Martyrs' Memorial, Mysore Bank Circle

Wherea.jpgIn 1942, when Mahatma Gandhi asked for an “orderly withdrawal of British from India” and launched the Quit India movement, nine youngsters in the city joined in. Mansoor Ali, historian and founder of Bengaluru Walks. says, “They were shot down by the British soldiers and all lost their lives.” Only four names have been carved into the elongated stone memorial -- Sree Shammanna, son of Bette Rangappa; JV Thirumallaiah; Prahlad Shetty and Sri Gundappa.

“We know only the four names,” says Ali. 

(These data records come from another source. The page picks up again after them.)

//! Port traits — the hexagonal boundary between the task loops and the
//! outside world.
//!
//! ```text
//!   Adapter ──▶ Port trait ──▶ task loop (domain)
//! ```
//!
//! Driven adapters (ADC sensor, GPIO pins, HTTP client, event sinks)
//! implement these traits. Tasks consume them via generics, so the domain
//! core never touches hardware directly.

use crate::error::{NetworkError, SensorError};
use crate::sensors::flame::FlameReading;

// ───────────────────────────────────────────────────────────────
// Sensor port (driven adapter: hardware → domain)
// ───────────────────────────────────────────────────────────────

/// Read-side port: the sampler calls this once per period.
pub trait FlameSensorPort {
    /// Obtain one converted reading. Errors are transient — the caller
    /// skips the cycle.
    fn sample(&mut self) -> Result<FlameReading, SensorError>;
}

// ───────────────────────────────────────────────────────────────
// GPIO ports (domain → hardware, hardware → domain)
// ───────────────────────────────────────────────────────────────

/// Write-side port for the alarm indicator output. Infallible once the
/// pin is configured.
pub trait IndicatorPort {
    fn set_level(&mut self, on: bool);
}

/// Read-side port for the manual reset input. The adapter owns the
/// active-low mapping: `true` means the button is physically pressed.
pub trait ResetInputPort {
    fn is_pressed(&mut self) -> bool;
}

// ───────────────────────────────────────────────────────────────
// Alert port (domain → remote listener)
// ───────────────────────────────────────────────────────────────

/// Outbound alert dispatch to the remote listener.
pub trait AlertPort {
    /// Whether the network link is currently up. Used for a diagnostic
    /// warning only — it never gates the send attempt.
    fn is_connected(&self) -> bool;

    /// Synchronously POST one alert. Returns the HTTP status on success.
    fn send_alert(&mut self, message: &str) -> Result<u16, NetworkError>;
}

// ───────────────────────────────────────────────────────────────
// Event sink port (domain → logging / telemetry)
// ───────────────────────────────────────────────────────────────

/// The tasks emit structured [`AppEvent`](super::events::AppEvent)s
/// through this port. Adapters decide where they go (serial log in
/// production, a recording sink in tests).
pub trait EventSink {
    fn emit(&mut self, event: &super::events::AppEvent);
}
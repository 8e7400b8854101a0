//! FreeRTOS-backed thread spawning.
//!
//! Wraps `esp_pthread_set_cfg()` so that `std::thread::spawn` creates a
//! FreeRTOS task with explicit priority and stack size. On non-ESP
//! targets, falls back to a plain named thread.
//!
//! # ESP-IDF Threading Model
//!
//! ESP-IDF implements `std::thread` via pthreads, which are thin wrappers
//! around FreeRTOS tasks. `esp_pthread_set_cfg()` sets thread-local
//! configuration that applies to the *next* `pthread_create()` call from
//! the calling thread. This means the config→spawn pair must not be
//! interleaved with other thread creation on the same thread — FireSentry
//! spawns all four tasks sequentially from `main()`.

/// Priority shared by all four task loops (FreeRTOS scale).
pub const TASK_PRIORITY: u8 = 5;

/// Stack size per task. The notifier's HTTP client is the deepest user.
pub const TASK_STACK_KB: usize = 8;

/// Spawn a task thread with explicit priority and stack size.
///
/// The `name` parameter must be a null-terminated string (e.g.
/// `"sampler\0"`) — it is handed to FreeRTOS verbatim.
#[cfg(target_os = "espidf")]
pub fn spawn_task(
    name: &'static str,
    priority: u8,
    stack_kb: usize,
    f: impl FnOnce() + Send + 'static,
) -> std::thread::JoinHandle<()> {
    unsafe {
        let mut cfg = esp_idf_svc::sys::esp_pthread_get_default_config();
        cfg.prio = priority as i32;
        cfg.stack_size = (stack_kb * 1024) as i32;
        cfg.thread_name = name.as_ptr() as *const _;
        let ret = esp_idf_svc::sys::esp_pthread_set_cfg(&cfg);
        assert!(
            ret == esp_idf_svc::sys::ESP_OK as i32,
            "esp_pthread_set_cfg failed: {ret}"
        );
    }

    let display_name = name.trim_end_matches('\0');
    log::info!(
        "Spawning '{}' (pri={}, stack={}KB)",
        display_name,
        priority,
        stack_kb
    );

    std::thread::Builder::new()
        .name(display_name.into())
        .spawn(f)
        .expect("spawn_task: thread creation failed")
}

/// Simulation fallback — ignores priority.
#[cfg(not(target_os = "espidf"))]
pub fn spawn_task(
    name: &'static str,
    _priority: u8,
    stack_kb: usize,
    f: impl FnOnce() + Send + 'static,
) -> std::thread::JoinHandle<()> {
    let display_name = name.trim_end_matches('\0');
    std::thread::Builder::new()
        .name(display_name.into())
        .stack_size(stack_kb * 1024)
        .spawn(f)
        .expect("spawn_task(sim): thread creation failed")
}
//! LM393 flame sensor driver.
//!
//! Reads the analog voltage output through an ESP32 ADC channel and maps it
//! to a flame intensity percentage. The module outputs LOW (near 0 V) when
//! a flame is present and HIGH (near 3.3 V) when not, so intensity is the
//! inverse of the measured voltage, scaled to 0–100.
//!
//! The whole pipeline is real-valued: `raw / 4095.0 * 3.3` then
//! `(3.3 - v) / 3.3 * 100`, rounded once at the end. Integer division
//! anywhere in this chain collapses every sub-maximal reading to a
//! constant.
//!
//! ## Dual-target design
//!
//! On ESP-IDF: reads the ADC via the oneshot API (initialised by hw_init).
//! On host/test: reads from static atomics for injection.

#[cfg(not(target_os = "espidf"))]
use core::sync::atomic::{AtomicBool, AtomicU16, Ordering};

use crate::error::SensorError;

/// 12-bit ADC full-scale count.
pub const ADC_FULL_SCALE: f32 = 4095.0;

/// ADC reference voltage.
pub const ADC_VREF: f32 = 3.3;

#[cfg(not(target_os = "espidf"))]
static SIM_FLAME_ADC: AtomicU16 = AtomicU16::new(0);
#[cfg(not(target_os = "espidf"))]
static SIM_FLAME_FAULT: AtomicBool = AtomicBool::new(false);

/// Inject a raw ADC count for host-side tests and simulation.
#[cfg(not(target_os = "espidf"))]
pub fn sim_set_flame_adc(raw: u16) {
    SIM_FLAME_ADC.store(raw, Ordering::Relaxed);
}

/// Make every subsequent simulated read fail until turned off again.
#[cfg(not(target_os = "espidf"))]
pub fn sim_set_flame_fault(on: bool) {
    SIM_FLAME_FAULT.store(on, Ordering::Relaxed);
}

/// One converted sensor reading.
#[derive(Debug, Clone, Copy)]
pub struct FlameReading {
    /// Raw 12-bit ADC count.
    pub raw: u16,
    /// Measured sensor voltage.
    pub voltage: f32,
    /// Flame intensity, 0 (no flame) to 100 (saturated).
    pub intensity: u8,
}

/// Flame sensor driver bound to one ADC1 channel.
pub struct FlameSensor {
    adc_channel: u32,
    total_reads: u32,
}

impl FlameSensor {
    pub fn new(adc_channel: u32) -> Self {
        Self {
            adc_channel,
            total_reads: 0,
        }
    }

    /// Read and convert one sample.
    ///
    /// A failed ADC read surfaces as [`SensorError`] — the caller skips the
    /// cycle rather than folding a fabricated zero into the window.
    pub fn read(&mut self) -> Result<FlameReading, SensorError> {
        self.total_reads = self.total_reads.saturating_add(1);

        let raw = self.read_adc()?;
        if f32::from(raw) > ADC_FULL_SCALE {
            return Err(SensorError::OutOfRange);
        }

        let voltage = raw_to_voltage(raw);
        Ok(FlameReading {
            raw,
            voltage,
            intensity: voltage_to_intensity(voltage),
        })
    }

    /// Total read attempts since startup (diagnostics).
    pub fn total_reads(&self) -> u32 {
        self.total_reads
    }

    #[cfg(target_os = "espidf")]
    fn read_adc(&self) -> Result<u16, SensorError> {
        crate::drivers::hw_init::adc1_read(self.adc_channel)
    }

    #[cfg(not(target_os = "espidf"))]
    fn read_adc(&self) -> Result<u16, SensorError> {
        if SIM_FLAME_FAULT.load(Ordering::Relaxed) {
            return Err(SensorError::AdcReadFailed);
        }
        Ok(SIM_FLAME_ADC.load(Ordering::Relaxed))
    }
}

/// Proportional raw→voltage conversion.
pub fn raw_to_voltage(raw: u16) -> f32 {
    f32::from(raw) / ADC_FULL_SCALE * ADC_VREF
}

/// Invert: low voltage = flame present, high voltage = no flame.
pub fn voltage_to_intensity(voltage: f32) -> u8 {
    let pct = (ADC_VREF - voltage) / ADC_VREF * 100.0;
    pct.round().clamp(0.0, 100.0) as u8
}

Freedom Park, Seshadri Road

This park is where the Bangalore Central Jail once stood. The jail, built in 1866, was used by the British to imprison freedom fighters. Post indepedence, during the Emergency declared by Indira Gandhi in 1975, leaders such as LK Advani and Deve Gowda were kept in its VIP cells till 1977. In 2003, after a nationwide contest, Bengaluru’s architects Soumitro Ghosh and Nisha Mathew Ghosh were selected to design a park and six years later came The Freedom Park. The architects have retained the barracks, the hospital blocks, the central tower and entrances of the earlier prison. There is also a museum in the complex.

Kumara Krupa Guest House

Mahatma Gandhi is said to have visited the city about 14 times, and stayed in this guest house during most of those trips. He came here to collect funds for the Harijan magazine.

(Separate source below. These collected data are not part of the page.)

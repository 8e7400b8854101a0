//! One-shot hardware peripheral initialization.
//!
//! Configures the flame sensor ADC channel and the LED/button GPIO
//! directions using raw ESP-IDF sys calls. Called once from `main()`
//! before the tasks are spawned.
//!
//! On non-ESP targets the module keeps a set of atomics so host tests can
//! inject button presses and observe LED levels.

#[cfg(target_os = "espidf")]
use esp_idf_svc::sys::*;

#[cfg(target_os = "espidf")]
use log::info;

#[cfg(target_os = "espidf")]
use crate::error::SensorError;
#[cfg(target_os = "espidf")]
use crate::pins;

#[cfg(not(target_os = "espidf"))]
use core::sync::atomic::{AtomicBool, Ordering};

// ── Error type ────────────────────────────────────────────────

/// Errors during one-shot peripheral initialization. Fatal — `main`
/// aborts startup on any of these.
#[derive(Debug, Clone, Copy, PartialEq, Eq)]
pub enum HwInitError {
    AdcInitFailed(i32),
    GpioConfigFailed(i32),
}

impl core::fmt::Display for HwInitError {
    fn fmt(&self, f: &mut core::fmt::Formatter<'_>) -> core::fmt::Result {
        match self {
            Self::AdcInitFailed(rc) => write!(f, "ADC1 init failed (rc={})", rc),
            Self::GpioConfigFailed(rc) => write!(f, "GPIO config failed (rc={})", rc),
        }
    }
}

#[cfg(target_os = "espidf")]
pub fn init_peripherals() -> Result<(), HwInitError> {
    // SAFETY: Called once from main() before any task is spawned;
    // single-threaded at this point.
    unsafe {
        init_adc()?;
        init_gpio()?;
    }
    info!("hw_init: all peripherals configured");
    Ok(())
}

#[cfg(not(target_os = "espidf"))]
pub fn init_peripherals() -> Result<(), HwInitError> {
    log::info!("hw_init(sim): peripheral init skipped");
    Ok(())
}

// ── ADC (oneshot) ─────────────────────────────────────────────

#[cfg(target_os = "espidf")]
static mut ADC1_HANDLE: adc_oneshot_unit_handle_t = core::ptr::null_mut();

/// SAFETY: Written once by `init_adc()` before the tasks start; afterwards
/// only the sampler task reads through it.
#[cfg(target_os = "espidf")]
unsafe fn adc1_handle() -> adc_oneshot_unit_handle_t {
    unsafe { ADC1_HANDLE }
}

#[cfg(target_os = "espidf")]
unsafe fn init_adc() -> Result<(), HwInitError> {
    let init_cfg = adc_oneshot_unit_init_cfg_t {
        unit_id: adc_unit_t_ADC_UNIT_1,
        ulp_mode: adc_ulp_mode_t_ADC_ULP_MODE_DISABLE,
        ..Default::default()
    };
    // SAFETY: ADC1_HANDLE is only written here, once at boot.
    let ret = unsafe { adc_oneshot_new_unit(&init_cfg, &raw mut ADC1_HANDLE) };
    if ret != ESP_OK as i32 {
        return Err(HwInitError::AdcInitFailed(ret));
    }

    let chan_cfg = adc_oneshot_chan_cfg_t {
        atten: adc_atten_t_ADC_ATTEN_DB_12,
        bitwidth: adc_bitwidth_t_ADC_BITWIDTH_12,
    };
    let ret =
        unsafe { adc_oneshot_config_channel(adc1_handle(), pins::FLAME_ADC_CHANNEL, &chan_cfg) };
    if ret != ESP_OK as i32 {
        return Err(HwInitError::AdcInitFailed(ret));
    }

    info!("hw_init: ADC1 configured (CH{}=flame)", pins::FLAME_ADC_CHANNEL);
    Ok(())
}

/// Read one raw 12-bit count from the flame channel.
#[cfg(target_os = "espidf")]
pub fn adc1_read(channel: u32) -> Result<u16, SensorError> {
    let mut raw: i32 = 0;
    // SAFETY: ADC1_HANDLE is written once during init_adc() before any
    // task runs; only the sampler task calls this afterwards.
    let ret = unsafe { adc_oneshot_read(adc1_handle(), channel, &mut raw) };
    if ret != ESP_OK as i32 {
        return Err(SensorError::AdcReadFailed);
    }
    Ok(raw.max(0) as u16)
}

// ── GPIO ──────────────────────────────────────────────────────

#[cfg(target_os = "espidf")]
unsafe fn init_gpio() -> Result<(), HwInitError> {
    // Indicator LED: plain push-pull output, starts low.
    let led_cfg = gpio_config_t {
        pin_bit_mask: 1u64 << pins::LED_GPIO,
        mode: gpio_mode_t_GPIO_MODE_OUTPUT,
        pull_up_en: gpio_pullup_t_GPIO_PULLUP_DISABLE,
        pull_down_en: gpio_pulldown_t_GPIO_PULLDOWN_DISABLE,
        intr_type: gpio_int_type_t_GPIO_INTR_DISABLE,
    };
    let ret = unsafe { gpio_config(&led_cfg) };
    if ret != ESP_OK as i32 {
        return Err(HwInitError::GpioConfigFailed(ret));
    }
    unsafe { gpio_set_level(pins::LED_GPIO, 0) };

    // Reset button: input with pull-up, active-low, polled (no ISR).
    let btn_cfg = gpio_config_t {
        pin_bit_mask: 1u64 << pins::BUTTON_GPIO,
        mode: gpio_mode_t_GPIO_MODE_INPUT,
        pull_up_en: gpio_pullup_t_GPIO_PULLUP_ENABLE,
        pull_down_en: gpio_pulldown_t_GPIO_PULLDOWN_DISABLE,
        intr_type: gpio_int_type_t_GPIO_INTR_DISABLE,
    };
    let ret = unsafe { gpio_config(&btn_cfg) };
    if ret != ESP_OK as i32 {
        return Err(HwInitError::GpioConfigFailed(ret));
    }

    info!("hw_init: GPIO configured (LED={}, BUTTON={})", pins::LED_GPIO, pins::BUTTON_GPIO);
    Ok(())
}

/// Drive the indicator LED.
#[cfg(target_os = "espidf")]
pub fn led_write(on: bool) {
    // SAFETY: gpio_set_level writes to an already-configured output pin.
    unsafe {
        gpio_set_level(pins::LED_GPIO, u32::from(on));
    }
}

/// Whether the reset button input reads physically low (pressed).
#[cfg(target_os = "espidf")]
pub fn button_is_low() -> bool {
    // SAFETY: gpio_get_level is a read-only register access on an
    // already-configured input pin.
    (unsafe { gpio_get_level(pins::BUTTON_GPIO) }) == 0
}

// ── Host simulation ───────────────────────────────────────────

#[cfg(not(target_os = "espidf"))]
static SIM_LED_LEVEL: AtomicBool = AtomicBool::new(false);
#[cfg(not(target_os = "espidf"))]
static SIM_BUTTON_LOW: AtomicBool = AtomicBool::new(false);

#[cfg(not(target_os = "espidf"))]
pub fn led_write(on: bool) {
    SIM_LED_LEVEL.store(on, Ordering::Relaxed);
}

#[cfg(not(target_os = "espidf"))]
pub fn button_is_low() -> bool {
    SIM_BUTTON_LOW.load(Ordering::Relaxed)
}

/// Current simulated LED level (host tests).
#[cfg(not(target_os = "espidf"))]
pub fn sim_led_level() -> bool {
    SIM_LED_LEVEL.load(Ordering::Relaxed)
}

/// Press or release the simulated reset button (host tests).
#[cfg(not(target_os = "espidf"))]
pub fn sim_set_button_pressed(pressed: bool) {
    SIM_BUTTON_LOW.store(pressed, Ordering::Relaxed);
}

Central College of Bangalore

Srinivasaiah recalls how students were part of the Quit India movevement. “After August 8, there was Section 144 invoked but that could not be done in college campuses... Students would stand under a tree and call out ‘Vande Mataram’ and ‘Mahatma Gandhi Ki Jai’” Every day a student was arrested.

Sampige Road, Malleswaram

The residents placed a mike on the night on August 14, to listen to their new Prime Minister. “Jawaharlal Nehru gave that speech at midnight,” says Srinivasaiah. He says he still gets goosebumps thinking of his speech: “While the world sleeps, India will awake to life...” “That midnight was thrilling,” he says.

Sarvodaya Sangha in Basavangudi

Gandhian Srinivasaiah, as a student, would collect khadi from here during the early 1940s and sell it to homes across the city. “We would go and sell khadi and Gandhian books... People were scared to take them,” he says. “The money was then handed over to the Sangha.”

Malleswaram 6th Cross

Students led a Quit India March and in the corner of this lane a high-school student was shot dead. “Thirumalaiah had come with the procession, and when we stopped and were shot at, he lost his life,” recalls Srinivasaiah, also a resident of Malleshwaram.

Memorial at Lalit Ashok

It marks the spot where Gandhi used to meditate. “The place where he used to hold his meetings is where the hotel has its swimming pool,” says H Srinivasaiah, president of Gandhi Bhavan.